The most rewarding part of these gatherings is brainstorming with the group to identify new and creative ways to deliver practical, scalable solutions that change clinician behavior, increase quality of care, and decrease the variability in delivery of care across the spectrum of healthcare. This includes identifying gaps in both nursing and medical risk and safety education followed by a free-for-all discussion of outside-the-box ideas. This open networking uncovered risk and patient safety education opportunities in geriatrics, performance-based reimbursement, urgent care, telemedicine for psychiatry and stroke, and nursing fundamentals. The free-for-all addressed issues related to human factors engineering, heuristics, wearable intelligence, clinical decision support and an array of illuminating opportunities for the future.
We shared the results of a productive year in the education creation space – 26 new courses have been released, increasing the total accredited CE/CME courses in the TSG library to 239. What’s more, 45,273 courses have been taken to date in 2015 for both CE and CME combined.

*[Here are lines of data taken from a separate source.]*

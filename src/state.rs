// src/state.rs

use std::sync::Arc;

use axum::extract::FromRef;

use crate::{config::Config, repository::Store};

#[derive(Clone)]
pub struct AppState {
    pub store: Arc<dyn Store>,
    pub config: Config,
}

impl FromRef<AppState> for Arc<dyn Store> {
    fn from_ref(state: &AppState) -> Self {
        state.store.clone()
    }
}

impl FromRef<AppState> for Config {
    fn from_ref(state: &AppState) -> Self {
        state.config.clone()
    }
}
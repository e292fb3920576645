// src/utils/hash.rs

use argon2::{
    Argon2,
    password_hash::{PasswordHash, PasswordHasher, PasswordVerifier, SaltString, rand_core::OsRng},
};
use rand::Rng;
use sha2::{Digest, Sha256};

use crate::{
    config::{API_KEY_LENGTH, API_KEY_PREFIX_LENGTH},
    error::AppError,
};

pub fn hash_password(password: &str) -> Result<String, AppError> {
    let salt = SaltString::generate(&mut OsRng);

    let password_hash = Argon2::default()
        .hash_password(password.as_bytes(), &salt)
        .map_err(|e| AppError::InternalServerError(e.to_string()))?
        .to_string();

    Ok(password_hash)
}

/// `Ok(false)` on mismatch; `Err` only when the stored hash is unreadable.
pub fn verify_password(password: &str, password_hash: &str) -> Result<bool, AppError> {
    let parsed_hash = PasswordHash::new(password_hash)
        .map_err(|e| AppError::InternalServerError(e.to_string()))?;

    Ok(Argon2::default()
        .verify_password(password.as_bytes(), &parsed_hash)
        .is_ok())
}

/// SHA-256 hex digest. API keys are looked up by this value, so it must be
/// unsalted and stable.
pub fn sha256_hex(input: &str) -> String {
    format!("{:x}", Sha256::digest(input.as_bytes()))
}

/// A freshly issued partner key. `plaintext` is shown once and never stored.
pub struct GeneratedApiKey {
    pub plaintext: String,
    pub prefix: String,
    pub hash: String,
}

pub fn generate_api_key() -> GeneratedApiKey {
    let plaintext: String = rand::rng()
        .sample_iter(&rand::distr::Alphanumeric)
        .take(API_KEY_LENGTH)
        .map(char::from)
        .collect();

    GeneratedApiKey {
        prefix: plaintext[..API_KEY_PREFIX_LENGTH].to_string(),
        hash: sha256_hex(&plaintext),
        plaintext,
    }
}
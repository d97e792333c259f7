use std::sync::Arc;
use tokio::time::{interval, Duration};
use tracing::{error, info};

use crate::metrics;

pub mod tasks;

/// Job scheduler for housekeeping tasks
pub struct JobScheduler {
    context: Arc<crate::context::AppContext>,
}

impl JobScheduler {
    pub fn new(context: Arc<crate::context::AppContext>) -> Self {
        Self { context }
    }

    /// Start all background jobs
    pub fn start(self: Arc<Self>) {
        info!("Starting background job scheduler");

        tokio::spawn(Self::limiter_sweep_job(Arc::clone(&self)));
        tokio::spawn(Self::expired_state_cleanup_job(Arc::clone(&self)));
        tokio::spawn(Self::pending_report_expiry_job(Arc::clone(&self)));

        info!("Background jobs started");
    }

    /// Forget idle in-memory limiter keys (runs every 5 minutes)
    async fn limiter_sweep_job(scheduler: Arc<Self>) {
        let mut interval = interval(Duration::from_secs(300));

        loop {
            interval.tick().await;

            let tracked = tasks::sweep_rate_limiter(&scheduler.context);
            metrics::record_background_job("limiter_sweep", true);
            tracing::debug!("Rate limiter sweep: {} keys still tracked", tracked);
        }
    }

    /// Purge expired sessions, challenges, devices and throttle events (runs every hour)
    async fn expired_state_cleanup_job(scheduler: Arc<Self>) {
        let mut interval = interval(Duration::from_secs(3600));

        loop {
            interval.tick().await;
            info!("Running expired state cleanup");

            match tasks::purge_expired_state(&scheduler.context).await {
                Ok(count) => {
                    metrics::record_background_job("expired_state_cleanup", true);
                    if count > 0 {
                        info!("Purged {} expired rows", count);
                    } else {
                        info!("Expired state cleanup: nothing to purge");
                    }
                }
                Err(e) => {
                    metrics::record_background_job("expired_state_cleanup", false);
                    error!("Failed to purge expired state: {}", e);
                }
            }
        }
    }

    /// Expire stale pending reports (runs daily)
    async fn pending_report_expiry_job(scheduler: Arc<Self>) {
        let mut interval = interval(Duration::from_secs(86400));

        loop {
            interval.tick().await;
            info!("Running pending report expiry");

            match tasks::expire_pending_reports(&scheduler.context).await {
                Ok(count) => {
                    metrics::record_background_job("pending_report_expiry", true);
                    if count > 0 {
                        info!("Expired {} stale pending reports", count);
                    }
                }
                Err(e) => {
                    metrics::record_background_job("pending_report_expiry", false);
                    error!("Failed to expire pending reports: {}", e);
                }
            }
        }
    }
}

The Collaborative also welcomed Dr. Keith Mausner, who will be contributing to our emergency medicine and trauma topics.
In the theme of celebrating successes, TSG highlighted a publication in partnership with HCA on the success of their Pitocin protocols reducing NICU admissions and C-section rates. Read the study here.
Dr. Tom Syzek, TSG VP of e-Learning, and Wanda Blackford, TSG Director of Education, previewed recommendations in the evolution of course layout to achieve best practices in e-Learning and accommodate learning preferences (audio, video, mobile) of busy healthcare professionals.
These periodic gatherings keep us tied into our mission and tuned to the real-time risk and concerns of the medical industry through our active clinical champions; in addition, they give us relevant direction for the coming year.